[[ INFORMATION SUPPLIED open ]]

use futures::StreamExt;
use tokio::sync::Mutex;

use crate::pipeline::{Envelope, PipelineError, Sink};

/// In-memory sink that gathers a whole input snapshot.
///
/// Unlike a streaming sink it does not skip bad records: the first upstream
/// error aborts the run, since a partially loaded snapshot would misprice.
pub struct CollectSink<T> {
    rows: Mutex<Vec<Envelope<T>>>,
}

impl<T> CollectSink<T> {
    pub fn new() -> Self {
        Self {
            rows: Mutex::new(Vec::new()),
        }
    }

    pub fn into_payloads(self) -> Vec<T> {
        self.rows.into_inner().into_iter().map(|env| env.payload).collect()
    }
}

impl<T> Default for CollectSink<T> {
    fn default() -> Self {
        Self::new()
    }
}

#[async_trait::async_trait]
impl<T: Send + 'static> Sink<T> for CollectSink<T> {
    async fn run<S>(&self, mut input: S) -> Result<(), PipelineError>
    where
        S: futures::Stream<Item = Result<Envelope<T>, PipelineError>> + Send + Unpin + 'static,
    {
        let mut rows = self.rows.lock().await;
        while let Some(item) = input.next().await {
            match item {
                Ok(env) => rows.push(env),
                Err(e) => {
                    tracing::error!(error = %e, "input snapshot rejected");
                    return Err(e);
                }
            }
        }
        metrics::counter!("snapshot_records_loaded_total").increment(rows.len() as u64);
        Ok(())
    }
}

[[ INFORMATION SUPPLIED closed ]]

EXERCISE DIRECTIONS - Check each line above for the word "Result", then give only the number of lines that have it.

RESPONSE TO THIS TASK - 2